The College of Law recently hosted a seminar at its London Moorgate centre, which was organised by the China Britain Law Institute (CBLI) and discussed London and dispute resolution in a Chinese context.
The seminar, which was chaired by College of Law Chief Executive Professor Nigel Savage, examined some of the distinctive legal, cultural and perception issues which apply to Chinese parties looking to resolve their disputes abroad.
Legal services, by some estimates, contribute as much as £23 Billion to the UK economy and London is a popular choice of seat for the resolution of international disputes. According to the UK Ministry of Justice, half of all international arbitrations worldwide take place with a London seat.

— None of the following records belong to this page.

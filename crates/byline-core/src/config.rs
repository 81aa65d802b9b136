//! Configuration management for byline.
//!
//! Loads configuration from ${BYLINE_HOME}/config.toml with sensible defaults.

use std::fs;
use std::path::Path;
use std::time::Duration;

use anyhow::{Context, Result};
use serde::{Deserialize, Serialize};

/// Default base URL for the article API.
pub const DEFAULT_API_BASE_URL: &str = "https://api.realworld.io/api";

pub mod paths {
    //! Path resolution for byline configuration and data directories.
    //!
    //! BYLINE_HOME resolution order:
    //! 1. BYLINE_HOME environment variable (if set)
    //! 2. ~/.config/byline (default)

    use std::path::PathBuf;

    /// Returns the byline home directory.
    ///
    /// Checks BYLINE_HOME env var first, falls back to ~/.config/byline
    pub fn byline_home() -> PathBuf {
        if let Ok(home) = std::env::var("BYLINE_HOME") {
            return PathBuf::from(home);
        }

        dirs::home_dir()
            .map(|h| h.join(".config").join("byline"))
            .expect("Could not determine home directory")
    }

    /// Returns the path to the config.toml file.
    pub fn config_path() -> PathBuf {
        byline_home().join("config.toml")
    }

    /// Returns the path to the persisted session file.
    pub fn session_path() -> PathBuf {
        byline_home().join("session.json")
    }

    /// Returns the directory for log files.
    pub fn logs_dir() -> PathBuf {
        byline_home().join("logs")
    }
}

/// Main configuration structure.
#[derive(Debug, Clone, Serialize, Deserialize)]
#[serde(default)]
pub struct Config {
    /// Base URL of the article API.
    pub api_base_url: String,

    /// Request timeout in seconds (0 disables).
    pub request_timeout_secs: u32,
}

impl Default for Config {
    fn default() -> Self {
        Self {
            api_base_url: DEFAULT_API_BASE_URL.to_string(),
            request_timeout_secs: Self::DEFAULT_REQUEST_TIMEOUT_SECS,
        }
    }
}

impl Config {
    const DEFAULT_REQUEST_TIMEOUT_SECS: u32 = 30;

    /// Loads configuration from the default config path.
    pub fn load() -> Result<Self> {
        Self::load_from(&paths::config_path())
    }

    /// Loads configuration from a specific path.
    /// Returns defaults if the file doesn't exist.
    pub fn load_from(path: &Path) -> Result<Self> {
        if path.exists() {
            let contents = fs::read_to_string(path)
                .with_context(|| format!("Failed to read config from {}", path.display()))?;
            toml::from_str(&contents)
                .with_context(|| format!("Failed to parse config from {}", path.display()))
        } else {
            Ok(Config::default())
        }
    }

    /// Resolves the effective API base URL.
    ///
    /// Resolution order:
    /// 1. `BYLINE_API_BASE_URL` env var (if set and non-empty)
    /// 2. `api_base_url` from the config file
    ///
    /// # Errors
    /// Returns an error if the resolved URL is not well-formed.
    pub fn resolve_api_base_url(&self) -> Result<String> {
        if let Ok(env_url) = std::env::var("BYLINE_API_BASE_URL") {
            let trimmed = env_url.trim();
            if !trimmed.is_empty() {
                validate_url(trimmed)?;
                return Ok(trimmed.to_string());
            }
        }

        let trimmed = self.api_base_url.trim();
        validate_url(trimmed)?;
        Ok(trimmed.to_string())
    }

    pub fn request_timeout(&self) -> Option<Duration> {
        if self.request_timeout_secs == 0 {
            None
        } else {
            Some(Duration::from_secs(u64::from(self.request_timeout_secs)))
        }
    }
}

/// Validates that a URL is well-formed.
fn validate_url(url: &str) -> Result<()> {
    url::Url::parse(url).with_context(|| format!("Invalid API base URL: {url}"))?;
    Ok(())
}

Chinese parties have a reputation for avoiding formal dispute resolution. However, for Matthew Townsend, a Beijing-based arbitration specialist at Fulbright and Jaworski, and the co-founder of the CBLI, “Chinese parties are increasingly willing to resolve their disputes by formal legal means, including arbitration with a foreign seat.” Josh Wang, a partner at DLA Piper noted that his firm’s Chinese clients “are increasingly looking to commercial arbitration to safeguard their interest in the UK and are actively building in arbitration clauses into their investment contracts."
Adrian Hughes QC, a barrister at 39 Essex Street, and an arbitrator on the panel of China’s CIETAC, noted that, for Chinese parties looking to resolve their disputes in England, “the market is already well established in shipping, commodities and insurance cases but parties are increasingly bringing their disputes to London in a wider range of business.” For Sun Wei, a partner in the Beijing office of Zhong Lun law firm, as Chinese business evolves and gives rise to a greater number of complex disputes, there will be more work for foreign lawyers, although some perception and cultural issues remain.
However, London does face several challenges as a dispute resolution centre, including the rise of Asia’s emerging dispute resolution centres according to Matthew Townsend of the CBLI. He said: “Hong Kong and Singapore have emerged as popular arbitral seats, with the rules of their arbitration institutions increasingly adopted in China-related international contracts.”
Another hurdle discussed at the seminar relates to perception. Chinese parties may be unclear on the processes involved in formal dispute resolution in the UK or else wrongly believe that a foreign party will enjoy “home court advantage”. The UK legal profession is working hard to address these issues through initiatives such as the Unlocking Disputes campaign, the Ministry of Justice’s Plan for Growth and the work of the CBLI and others.
For Lord Clement Jones, Vice Chair of the All Party Parliamentary China Group, who gave the closing remarks, “Britain’s competitive advantage reflects many things: our open market, the unrivalled quality of the UK legal profession, our record of judicial independence and the plain good sense of English common law, amongst others.” This is an advantage that various bodies in the UK are working hard to consolidate with initiatives such as the opening last year of state-of-the-art dispute resolution facilities in the Rolls building, which is the largest dedicated business, property and commercial court in the world.
Whether or not the UK can still boast that it is a great manufacturing centre, Lord Clement Jones concluded that: “the UK can perform the role of dispute resolution for the world and it is increasingly doing so.”